One of the horns I was testing (and the one I bought last week) during my quest for a new horn was a Dieter Otto 180K. Andrew Joy plays on them professionally and I contacted him about the horn. He suggested that, for the Otto horns, I go to a mouthpiece with a cup shape rather than a cone shape that the Moosewood has. At my latest lesson with Scott Bacon he switched me to a Laskey 75G mouthpiece.
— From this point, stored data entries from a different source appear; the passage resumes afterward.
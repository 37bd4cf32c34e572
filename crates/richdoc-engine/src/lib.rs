//! Content model for a rich-text editor: attributed text, an ordered store of
//! document nodes with stable ids, and command-based editing on top.

pub mod document;
pub mod editing;
pub mod error;
pub mod text;

// Re-export key types for easier usage
pub use document::{Document, DocumentNode, DocumentPosition, DocumentRange, NodeContent, NodeId};
pub use editing::{Cmd, EditCommand, Patch, Transaction};
pub use error::{DocumentError, TextError};
pub use text::{AttributedText, Attribution, AttributionSpan, AttributionSpans};
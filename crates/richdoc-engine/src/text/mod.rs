//! Attributed text: a text buffer plus the attribution spans over it.

pub mod attributed_text;
pub mod attribution;
pub mod offsets;
pub mod segments;
pub mod spans;

pub use attributed_text::{AttributedText, StyledSegment};
pub use attribution::{Attribution, AttributionSet, AttributionSpan};
pub use segments::{Segment, Segments};
pub use spans::AttributionSpans;
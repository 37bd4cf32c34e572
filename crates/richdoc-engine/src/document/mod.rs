/*!
 * # Document Node Store
 *
 * A document is an ordered list of [`DocumentNode`]s. Each node has a
 * [`NodeId`] that stays the same for as long as the node exists, and holds
 * either attributed text (paragraphs, headings, list items) or a non-text
 * block (horizontal rule, image).
 *
 * ## Module Structure
 *
 * - **`node`**: node identity and content
 * - **`store`**: the [`Document`] itself: lookups, structural edits, range
 *   queries
 * - **`position`**: [`DocumentPosition`] and [`DocumentRange`], weak
 *   references into a document
 * - **`observers`**: change listeners and subscription handles
 * - **`config`**: behaviour switches such as the out-of-range insert policy
 *
 * ## Usage Pattern
 *
 * ```rust
 * use richdoc_engine::document::{Document, DocumentNode};
 *
 * let mut doc = Document::new();
 * let first = DocumentNode::paragraph("Hello");
 * let id = first.id();
 * doc.add_node(first).unwrap();
 * doc.insert_node_after(id, DocumentNode::paragraph("World")).unwrap();
 *
 * assert_eq!(doc.get_node_index_by_id(id), Some(0));
 * assert_eq!(doc.len(), 2);
 * ```
 */

pub mod config;
pub mod node;
pub mod observers;
pub mod position;
pub mod store;

pub use config::{DocumentConfig, InsertPolicy};
pub use node::{BlockType, DocumentNode, ListItemKind, NodeContent, NodeId};
pub use observers::{Listeners, SubscriptionId};
pub use position::{DocumentPosition, DocumentRange, NodePosition, TextAffinity};
pub use store::Document;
For the first week I played really, really well. My term for this is new mouthpiece euphoria. Then two weeks ago I went to an audition and although my warm-up right before the audition went fairly well, I played poorly at the audition. I was suspicious that my mouthpiece euphoria had ended but my playing improved again and didn’t really deteriorate until this past Thursday. Some of this is due to the new horn but I had this horn on loan for at least 6 weeks and generally played very well on it. I think that the stiffness in my chops, poor tone quality, and most likely my loss of endurance is due to the mouthpiece change. The other thing that I’m experiencing is some numbness in my upper lip and a touch of numbness in my lower lip after I warm up for about 20 minutes and right after I started using this mouthpiece I noticed that the feeling of my skin on my upper lip is smoother – almost like I lost a minute layer of skin – and I have two subtle ridges where the mouthpiece touches my lip. These ridges were more pronounced last week but the difference in the smoothness of the skin hasn’t changed.
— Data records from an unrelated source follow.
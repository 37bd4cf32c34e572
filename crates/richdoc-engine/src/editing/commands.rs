use std::ops::Range;

use crate::document::{
    Document, DocumentNode, DocumentPosition, DocumentRange, NodeContent, NodeId, NodePosition,
};
use crate::editing::transaction::{EditCommand, Transaction};
use crate::error::DocumentError;
use crate::text::{AttributedText, Attribution, offsets};

/// Built-in editing commands
#[derive(Debug, Clone, PartialEq)]
pub enum Cmd {
    /// Type `text` at a text position. With `attributions`, the inserted run
    /// carries exactly those; without, it picks up whatever span it lands
    /// inside.
    InsertText {
        position: DocumentPosition,
        text: String,
        attributions: Option<Vec<Attribution>>,
    },
    /// Backspace: remove one character upstream of `position`, or join the
    /// node with its predecessor at the start of a node.
    DeleteUpstream { position: DocumentPosition },
    /// Remove everything in `range`, joining the end node's remainder onto
    /// the start node when both hold text.
    DeleteRange { range: DocumentRange },
    /// Split a text node at `position`; the tail moves to a new node with id
    /// `new_node_id` right after it.
    SplitParagraph {
        position: DocumentPosition,
        new_node_id: NodeId,
    },
    /// Remove `attributions` from `range` when every character there already
    /// has all of them, otherwise add them across the range.
    ToggleAttributions {
        range: DocumentRange,
        attributions: Vec<Attribution>,
    },
    /// Insert a node after `after`, or at the top when `after` is `None`.
    InsertNode {
        after: Option<NodeId>,
        id: NodeId,
        content: NodeContent,
    },
    DeleteNode { id: NodeId },
    MoveNode { id: NodeId, to_index: usize },
}

impl EditCommand for Cmd {
    fn execute(&self, tx: &mut Transaction<'_>) -> Result<(), DocumentError> {
        match self {
            Cmd::InsertText {
                position,
                text,
                attributions,
            } => insert_text(tx, position, text, attributions.as_deref()),
            Cmd::DeleteUpstream { position } => delete_upstream(tx, position),
            Cmd::DeleteRange { range } => delete_range(tx, range),
            Cmd::SplitParagraph {
                position,
                new_node_id,
            } => split_paragraph(tx, position, *new_node_id),
            Cmd::ToggleAttributions {
                range,
                attributions,
            } => toggle_attributions(tx, range, attributions),
            Cmd::InsertNode { after, id, content } => {
                let node = DocumentNode::with_id(*id, content.clone());
                match after {
                    Some(after) => tx.insert_node_after(*after, node)?,
                    None => tx.insert_node_at(0, node)?,
                }
                tx.set_selection(start_of(tx.document(), *id)?);
                Ok(())
            }
            Cmd::DeleteNode { id } => tx.delete_node(*id),
            Cmd::MoveNode { id, to_index } => tx.move_node(*id, *to_index),
        }
    }
}

fn insert_text(
    tx: &mut Transaction<'_>,
    position: &DocumentPosition,
    text: &str,
    attributions: Option<&[Attribution]>,
) -> Result<(), DocumentError> {
    let id = position.node_id;
    let offset = text_offset(tx.document(), position)?;
    tx.edit_text(id, |buffer| match attributions {
        None => buffer.insert_text(offset, text),
        Some(attributions) => {
            let mut run = AttributedText::new(text);
            for attribution in attributions {
                run.add_attribution(attribution.clone(), 0..run.len())?;
            }
            buffer.insert_attributed_text(offset, &run)
        }
    })?;
    tx.set_selection(DocumentPosition::text(id, offset + offsets::len_utf16(text)));
    Ok(())
}

fn delete_upstream(
    tx: &mut Transaction<'_>,
    position: &DocumentPosition,
) -> Result<(), DocumentError> {
    let id = position.node_id;
    let index = tx.document().resolve_position(position)?;
    let node = &tx.document().nodes()[index];

    if node.text().is_none() {
        // A non-text node is removed whole; the caret lands on the end of its
        // predecessor.
        let landing = match tx.document().get_node_before(id) {
            Some(before) => Some(end_of(tx.document(), before.id())?),
            None => None,
        };
        tx.delete_node(id)?;
        if let Some(landing) = landing {
            tx.set_selection(landing);
        }
        return Ok(());
    }

    let offset = text_offset(tx.document(), position)?;
    if offset > 0 {
        let previous = tx.edit_text(id, |text| {
            let previous = text.previous_character_boundary(offset, 1)?.unwrap_or(0);
            text.delete_range(previous..offset)?;
            Ok::<_, DocumentError>(previous)
        })?;
        tx.set_selection(DocumentPosition::text(id, previous));
        return Ok(());
    }

    let before = tx
        .document()
        .get_node_before(id)
        .map(|node| (node.id(), node.text().is_some()));
    let Some((before_id, before_is_text)) = before else {
        tx.set_selection(*position);
        return Ok(());
    };
    if !before_is_text {
        tx.delete_node(before_id)?;
        tx.set_selection(DocumentPosition::text(id, 0));
        return Ok(());
    }

    let join_at = merge_into_previous(tx, before_id, id)?;
    tx.set_selection(DocumentPosition::text(before_id, join_at));
    Ok(())
}

/// Appends the text of `id` to `into` and removes `id`. Returns the offset
/// where the appended text starts.
fn merge_into_previous(
    tx: &mut Transaction<'_>,
    into: NodeId,
    id: NodeId,
) -> Result<usize, DocumentError> {
    let tail = node_text(tx.document(), id)?.clone();
    let join_at = tx.edit_text(into, |text| {
        let join_at = text.len();
        text.append_attributed_text(&tail);
        Ok::<_, DocumentError>(join_at)
    })?;
    tx.delete_node(id)?;
    Ok(join_at)
}

fn delete_range(tx: &mut Transaction<'_>, range: &DocumentRange) -> Result<(), DocumentError> {
    let DocumentRange { start, end } = range.normalize(tx.document())?;
    let start_index = tx.document().resolve_position(&start)?;
    let end_index = tx.document().resolve_position(&end)?;
    let (start_id, end_id) = (start.node_id, end.node_id);

    if start_index == end_index {
        if tx.document().nodes()[start_index].text().is_some() {
            let from = text_offset(tx.document(), &start)?;
            let to = text_offset(tx.document(), &end)?;
            tx.edit_text(start_id, |text| text.delete_range(from..to))?;
            tx.set_selection(DocumentPosition::text(start_id, from));
        } else if start.node_position == NodePosition::Before
            && end.node_position == NodePosition::After
        {
            tx.delete_node(start_id)?;
        }
        return Ok(());
    }

    let between: Vec<NodeId> = tx.document().nodes()[start_index + 1..end_index]
        .iter()
        .map(DocumentNode::id)
        .collect();
    for id in between {
        tx.delete_node(id)?;
    }

    let start_is_text = tx.document().nodes()[start_index].text().is_some();
    let end_is_text = tx
        .document()
        .get_node_by_id(end_id)
        .is_some_and(|node| node.text().is_some());

    if start_is_text && end_is_text {
        let from = text_offset(tx.document(), &start)?;
        let to = text_offset(tx.document(), &end)?;
        tx.edit_text(start_id, |text| text.delete_range(from..text.len()))?;
        tx.edit_text(end_id, |text| text.delete_range(0..to))?;
        merge_into_previous(tx, start_id, end_id)?;
        tx.set_selection(DocumentPosition::text(start_id, from));
        return Ok(());
    }

    if start_is_text {
        let from = text_offset(tx.document(), &start)?;
        tx.edit_text(start_id, |text| text.delete_range(from..text.len()))?;
    } else if start.node_position == NodePosition::Before {
        tx.delete_node(start_id)?;
    }

    if end_is_text {
        let to = text_offset(tx.document(), &end)?;
        tx.edit_text(end_id, |text| text.delete_range(0..to))?;
    } else if end.node_position == NodePosition::After {
        tx.delete_node(end_id)?;
    }

    if tx.document().get_node_by_id(start_id).is_some() {
        tx.set_selection(start);
    } else if tx.document().get_node_by_id(end_id).is_some() {
        tx.set_selection(start_of(tx.document(), end_id)?);
    }
    Ok(())
}

fn split_paragraph(
    tx: &mut Transaction<'_>,
    position: &DocumentPosition,
    new_node_id: NodeId,
) -> Result<(), DocumentError> {
    let id = position.node_id;
    let offset = text_offset(tx.document(), position)?;
    let tail = tx.edit_text(id, |text| text.split_off(offset))?;
    let content = tx
        .document()
        .get_node_by_id(id)
        .and_then(|node| node.content().continuation(tail))
        .ok_or(DocumentError::NotATextNode(id))?;
    tx.insert_node_after(id, DocumentNode::with_id(new_node_id, content))?;
    tx.set_selection(DocumentPosition::text(new_node_id, 0));
    Ok(())
}

fn toggle_attributions(
    tx: &mut Transaction<'_>,
    range: &DocumentRange,
    attributions: &[Attribution],
) -> Result<(), DocumentError> {
    let DocumentRange { start, end } = range.normalize(tx.document())?;
    let targets = text_ranges(tx.document(), &start, &end)?;
    if targets.is_empty() {
        return Ok(());
    }

    let document = tx.document();
    let already_applied = targets.iter().all(|(id, range)| {
        node_text(document, *id).is_ok_and(|text| {
            attributions
                .iter()
                .all(|attribution| text.covers(attribution, range.clone()))
        })
    });

    for (id, range) in targets {
        tx.edit_text(id, |text| {
            for attribution in attributions {
                if already_applied {
                    text.remove_attribution(attribution, range.clone())?;
                } else {
                    text.add_attribution(attribution.clone(), range.clone())?;
                }
            }
            Ok::<_, DocumentError>(())
        })?;
    }
    Ok(())
}

/// The non-empty text range each text node between `start` and `end`
/// contributes.
fn text_ranges(
    document: &Document,
    start: &DocumentPosition,
    end: &DocumentPosition,
) -> Result<Vec<(NodeId, Range<usize>)>, DocumentError> {
    let mut ranges = Vec::new();
    for node in document.get_nodes_inside(start, end)? {
        let Some(text) = node.text() else {
            continue;
        };
        let from = if node.id() == start.node_id {
            text_offset(document, start)?
        } else {
            0
        };
        let to = if node.id() == end.node_id {
            text_offset(document, end)?
        } else {
            text.len()
        };
        if from < to {
            ranges.push((node.id(), from..to));
        }
    }
    Ok(ranges)
}

fn node_text(document: &Document, id: NodeId) -> Result<&AttributedText, DocumentError> {
    document
        .get_node_by_id(id)
        .ok_or(DocumentError::NodeNotFound(id))?
        .text()
        .ok_or(DocumentError::NotATextNode(id))
}

/// The text offset `position` stands for. `Before` and `After` map to the
/// start and end of the text.
fn text_offset(document: &Document, position: &DocumentPosition) -> Result<usize, DocumentError> {
    document.resolve_position(position)?;
    let text = node_text(document, position.node_id)?;
    Ok(match position.node_position {
        NodePosition::Before => 0,
        NodePosition::Text { offset, .. } => offset,
        NodePosition::After => text.len(),
    })
}

fn start_of(document: &Document, id: NodeId) -> Result<DocumentPosition, DocumentError> {
    Ok(match node_text(document, id) {
        Ok(_) => DocumentPosition::text(id, 0),
        Err(DocumentError::NotATextNode(_)) => DocumentPosition::before(id),
        Err(err) => return Err(err),
    })
}

fn end_of(document: &Document, id: NodeId) -> Result<DocumentPosition, DocumentError> {
    Ok(match node_text(document, id) {
        Ok(text) => DocumentPosition::text(id, text.len()),
        Err(DocumentError::NotATextNode(_)) => DocumentPosition::after(id),
        Err(err) => return Err(err),
    })
}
So…..yesterday, being very frustrated, I tried my Moosewood mouthpiece again. I played a few phrases with it and then the same phrases with the Laskey and back and forth like that for about 15 minutes. The two things I detected were a subtle change in tone – the Moosewood sounded a tad brassier – and the Moosewood felt a little funny. It didn’t have that aah factor like when you put on your favorite comfy sweatshirt. For the rest of practice – I toughed it out for about 45 minutes – I used the Laskey.
I’m not sure what to do. Visually the rims on the two mouthpieces look very similar. The shanks are different. Is it possible that the change in shank style could cause this change in my chops? I suspect that the culprit is the rim. My Moosewood has a screw on rim and the Laskey doesn’t. I don’t think Moosewood has a cup shaped mouthpiece. Are there manufacturers that have cup shaped mouthpieces that I can screw on my Moosewood rim? Should I stick with the Laskey I have and hope that my chops get better? I’m tempted to use the Moosewood today and see how it goes though it may just add to my problems.